### EXERCISE DETAILS
Please copy out each entry, word for word.

### STUDY MATERIAL
--

//! Execution-timeline serials and serial-tagged queues.
//!
//! Work handed to the GPU is identified by a strictly increasing [`Serial`].
//! Anything that must wait for the GPU (deferred destruction, memory
//! reclamation, command recycling) is tagged with the serial of the submission
//! it belongs to and parked in a [`SerialQueue`] until the device observes
//! that serial as completed.

use std::collections::VecDeque;

/// A point on the device's execution timeline.
///
/// The first submission gets serial 1; [`Serial::ZERO`] is reserved for
/// "nothing has completed yet". Serials are totally ordered and never reused.
#[derive(Debug, Clone, Copy, PartialEq, Eq, PartialOrd, Ord, Hash, Default)]
pub struct Serial(u64);

impl Serial {
    /// The serial before any submission.
    pub const ZERO: Serial = Serial(0);

    /// The serial assigned to the first submission.
    pub const FIRST: Serial = Serial(1);

    /// Create a serial from a raw counter value.
    pub const fn from_raw(value: u64) -> Self {
        Serial(value)
    }

    /// The raw counter value.
    pub const fn value(self) -> u64 {
        self.0
    }

    /// The serial immediately after this one.
    pub const fn next(self) -> Serial {
        Serial(self.0 + 1)
    }

    /// The serial immediately before this one.
    ///
    /// Saturates at [`Serial::ZERO`].
    pub const fn previous(self) -> Serial {
        Serial(self.0.saturating_sub(1))
    }

    /// Whether this is the reserved "nothing completed" serial.
    pub const fn is_zero(self) -> bool {
        self.0 == 0
    }
}

impl std::fmt::Display for Serial {
    fn fmt(&self, f: &mut std::fmt::Formatter<'_>) -> std::fmt::Result {
        write!(f, "{}", self.0)
    }
}

/// An ordered association of items to the serial of the submission they
/// belong to.
///
/// Items are enqueued with non-decreasing serials (submission order) and
/// drained once the device reports their serial as completed. Insertion order
/// is preserved within equal serials. This is pure bookkeeping: no I/O, no
/// failure modes.
#[derive(Debug)]
pub struct SerialQueue<T> {
    entries: VecDeque<(Serial, T)>,
}

impl<T> Default for SerialQueue<T> {
    fn default() -> Self {
        Self {
            entries: VecDeque::new(),
        }
    }
}

impl<T> SerialQueue<T> {
    /// Create an empty queue.
    pub fn new() -> Self {
        Self::default()
    }

    /// Append `item` tagged with `serial`.
    ///
    /// Serials must be enqueued in non-decreasing order.
    pub fn enqueue(&mut self, item: T, serial: Serial) {
        debug_assert!(
            self.entries.back().map_or(true, |(s, _)| *s <= serial),
            "serials must be enqueued in non-decreasing order"
        );
        self.entries.push_back((serial, item));
    }

    /// Remove and yield every item whose tag is ≤ `serial`, in tag-then-
    /// insertion order.
    pub fn drain_up_to(&mut self, serial: Serial) -> impl Iterator<Item = T> + '_ {
        let end = self.entries.partition_point(|(s, _)| *s <= serial);
        self.entries.drain(..end).map(|(_, item)| item)
    }

    /// Remove and yield every item regardless of tag.
    pub fn drain_all(&mut self) -> impl Iterator<Item = T> + '_ {
        self.entries.drain(..).map(|(_, item)| item)
    }

    /// The tag of the most recently enqueued item.
    pub fn last_serial(&self) -> Option<Serial> {
        self.entries.back().map(|(s, _)| *s)
    }

    /// The tag of the oldest item still queued.
    pub fn first_serial(&self) -> Option<Serial> {
        self.entries.front().map(|(s, _)| *s)
    }

    /// Number of queued items.
    pub fn len(&self) -> usize {
        self.entries.len()
    }

    /// Whether the queue holds no items.
    pub fn is_empty(&self) -> bool {
        self.entries.is_empty()
    }
}

#[cfg(test)]
mod tests {
    use super::*;

    #[test]
    fn test_serial_ordering() {
        assert!(Serial::ZERO < Serial::FIRST);
        assert_eq!(Serial::FIRST.next(), Serial::from_raw(2));
        assert_eq!(Serial::FIRST.previous(), Serial::ZERO);
        assert_eq!(Serial::ZERO.previous(), Serial::ZERO);
        assert!(Serial::ZERO.is_zero());
        assert!(!Serial::FIRST.is_zero());
    }

    #[test]
    fn test_drain_up_to_splits_on_tag() {
        let mut queue = SerialQueue::new();
        queue.enqueue("a", Serial::from_raw(1));
        queue.enqueue("b", Serial::from_raw(2));
        queue.enqueue("c", Serial::from_raw(2));
        queue.enqueue("d", Serial::from_raw(3));

        let drained: Vec<_> = queue.drain_up_to(Serial::from_raw(2)).collect();
        assert_eq!(drained, vec!["a", "b", "c"]);
        assert_eq!(queue.len(), 1);
        assert_eq!(queue.first_serial(), Some(Serial::from_raw(3)));
    }

    #[test]
    fn test_drain_up_to_preserves_insertion_order_within_serial() {
        let mut queue = SerialQueue::new();
        for item in 0..4 {
            queue.enqueue(item, Serial::from_raw(5));
        }
        let drained: Vec<_> = queue.drain_up_to(Serial::from_raw(5)).collect();
        assert_eq!(drained, vec![0, 1, 2, 3]);
        assert!(queue.is_empty());
    }

    #[test]
    fn test_drain_below_first_tag_yields_nothing() {
        let mut queue = SerialQueue::new();
        queue.enqueue("a", Serial::from_raw(4));
        assert_eq!(queue.drain_up_to(Serial::from_raw(3)).count(), 0);
        assert_eq!(queue.len(), 1);
    }

    #[test]
    fn test_drain_all() {
        let mut queue = SerialQueue::new();
        queue.enqueue(1, Serial::from_raw(1));
        queue.enqueue(2, Serial::from_raw(9));
        let drained: Vec<_> = queue.drain_all().collect();
        assert_eq!(drained, vec![1, 2]);
        assert!(queue.is_empty());
    }
}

--

### REPLY
//! Execution-timeline serials and serial-tagged queues.
//!
//! Work handed to the GPU is identified by a strictly increasing [`Serial`].
//! Anything that must wait for the GPU (deferred destruction, memory
//! reclamation, command recycling) is tagged with the serial of the submission
//! it belongs to and parked in a [`SerialQueue`] until the device observes
//! that serial as completed.

use std::collections::VecDeque;

/// A point on the device's execution timeline.
///
/// The first submission gets serial 1; [`Serial::ZERO`] is reserved for
/// "nothing has completed yet". Serials are totally ordered and never reused.
#[derive(Debug, Clone, Copy, PartialEq, Eq, PartialOrd, Ord, Hash, Default)]
pub struct Serial(u64);

impl Serial {
    /// The serial before any submission.
    pub const ZERO: Serial = Serial(0);

    /// The serial assigned to the first submission.
    pub const FIRST: Serial = Serial(1);

    /// Create a serial from a raw counter value.
    pub const fn from_raw(value: u64) -> Self {
        Serial(value)
    }

    /// The raw counter value.
    pub const fn value(self) -> u64 {
        self.0
    }

    /// The serial immediately after this one.
    pub const fn next(self) -> Serial {
        Serial(self.0 + 1)
    }

    /// The serial immediately before this one.
    ///
    /// Saturates at [`Serial::ZERO`].
    pub const fn previous(self) -> Serial {
        Serial(self.0.saturating_sub(1))
    }

    /// Whether this is the reserved "nothing completed" serial.
    pub const fn is_zero(self) -> bool {
        self.0 == 0
    }
}

impl std::fmt::Display for Serial {
    fn fmt(&self, f: &mut std::fmt::Formatter<'_>) -> std::fmt::Result {
        write!(f, "{}", self.0)
    }
}

/// An ordered association of items to the serial of the submission they
/// belong to.
///
/// Items are enqueued with non-decreasing serials (submission order) and
/// drained once the device reports their serial as completed. Insertion order
/// is preserved within equal serials. This is pure bookkeeping: no I/O, no
/// failure modes.
#[derive(Debug)]
pub struct SerialQueue<T> {
    entries: VecDeque<(Serial, T)>,
}

impl<T> Default for SerialQueue<T> {
    fn default() -> Self {
        Self {
            entries: VecDeque::new(),
        }
    }
}

impl<T> SerialQueue<T> {
    /// Create an empty queue.
    pub fn new() -> Self {
        Self::default()
    }

    /// Append `item` tagged with `serial`.
    ///
    /// Serials must be enqueued in non-decreasing order.
    pub fn enqueue(&mut self, item: T, serial: Serial) {
        debug_assert!(
            self.entries.back().map_or(true, |(s, _)| *s <= serial),
            "serials must be enqueued in non-decreasing order"
        );
        self.entries.push_back((serial, item));
    }

    /// Remove and yield every item whose tag is ≤ `serial`, in tag-then-
    /// insertion order.
    pub fn drain_up_to(&mut self, serial: Serial) -> impl Iterator<Item = T> + '_ {
        let end = self.entries.partition_point(|(s, _)| *s <= serial);
        self.entries.drain(..end).map(|(_, item)| item)
    }

    /// Remove and yield every item regardless of tag.
    pub fn drain_all(&mut self) -> impl Iterator<Item = T> + '_ {
        self.entries.drain(..).map(|(_, item)| item)
    }

    /// The tag of the most recently enqueued item.
    pub fn last_serial(&self) -> Option<Serial> {
        self.entries.back().map(|(s, _)| *s)
    }

    /// The tag of the oldest item still queued.
    pub fn first_serial(&self) -> Option<Serial> {
        self.entries.front().map(|(s, _)| *s)
    }

    /// Number of queued items.
    pub fn len(&self) -> usize {
        self.entries.len()
    }

    /// Whether the queue holds no items.
    pub fn is_empty(&self) -> bool {
        self.entries.is_empty()
    }
}

#[cfg(test)]
mod tests {
    use super::*;

    #[test]
    fn test_serial_ordering() {
        assert!(Serial::ZERO < Serial::FIRST);
        assert_eq!(Serial::FIRST.next(), Serial::from_raw(2));
        assert_eq!(Serial::FIRST.previous(), Serial::ZERO);
        assert_eq!(Serial::ZERO.previous(), Serial::ZERO);
        assert!(Serial::ZERO.is_zero());
        assert!(!Serial::FIRST.is_zero());
    }

    #[test]
    fn test_drain_up_to_splits_on_tag() {
        let mut queue = SerialQueue::new();
        queue.enqueue("a", Serial::from_raw(1));
        queue.enqueue("b", Serial::from_raw(2));
        queue.enqueue("c", Serial::from_raw(2));
        queue.enqueue("d", Serial::from_raw(3));

        let drained: Vec<_> = queue.drain_up_to(Serial::from_raw(2)).collect();
        assert_eq!(drained, vec!["a", "b", "c"]);
        assert_eq!(queue.len(), 1);
        assert_eq!(queue.first_serial(), Some(Serial::from_raw(3)));
    }

    #[test]
    fn test_drain_up_to_preserves_insertion_order_within_serial() {
        let mut queue = SerialQueue::new();
        for item in 0..4 {
            queue.enqueue(item, Serial::from_raw(5));
        }
        let drained: Vec<_> = queue.drain_up_to(Serial::from_raw(5)).collect();
        assert_eq!(drained, vec![0, 1, 2, 3]);
        assert!(queue.is_empty());
    }

    #[test]
    fn test_drain_below_first_tag_yields_nothing() {
        let mut queue = SerialQueue::new();
        queue.enqueue("a", Serial::from_raw(4));
        assert_eq!(queue.drain_up_to(Serial::from_raw(3)).count(), 0);
        assert_eq!(queue.len(), 1);
    }

    #[test]
    fn test_drain_all() {
        let mut queue = SerialQueue::new();
        queue.enqueue(1, Serial::from_raw(1));
        queue.enqueue(2, Serial::from_raw(9));
        let drained: Vec<_> = queue.drain_all().collect();
        assert_eq!(drained, vec![1, 2]);
        assert!(queue.is_empty());
    }
}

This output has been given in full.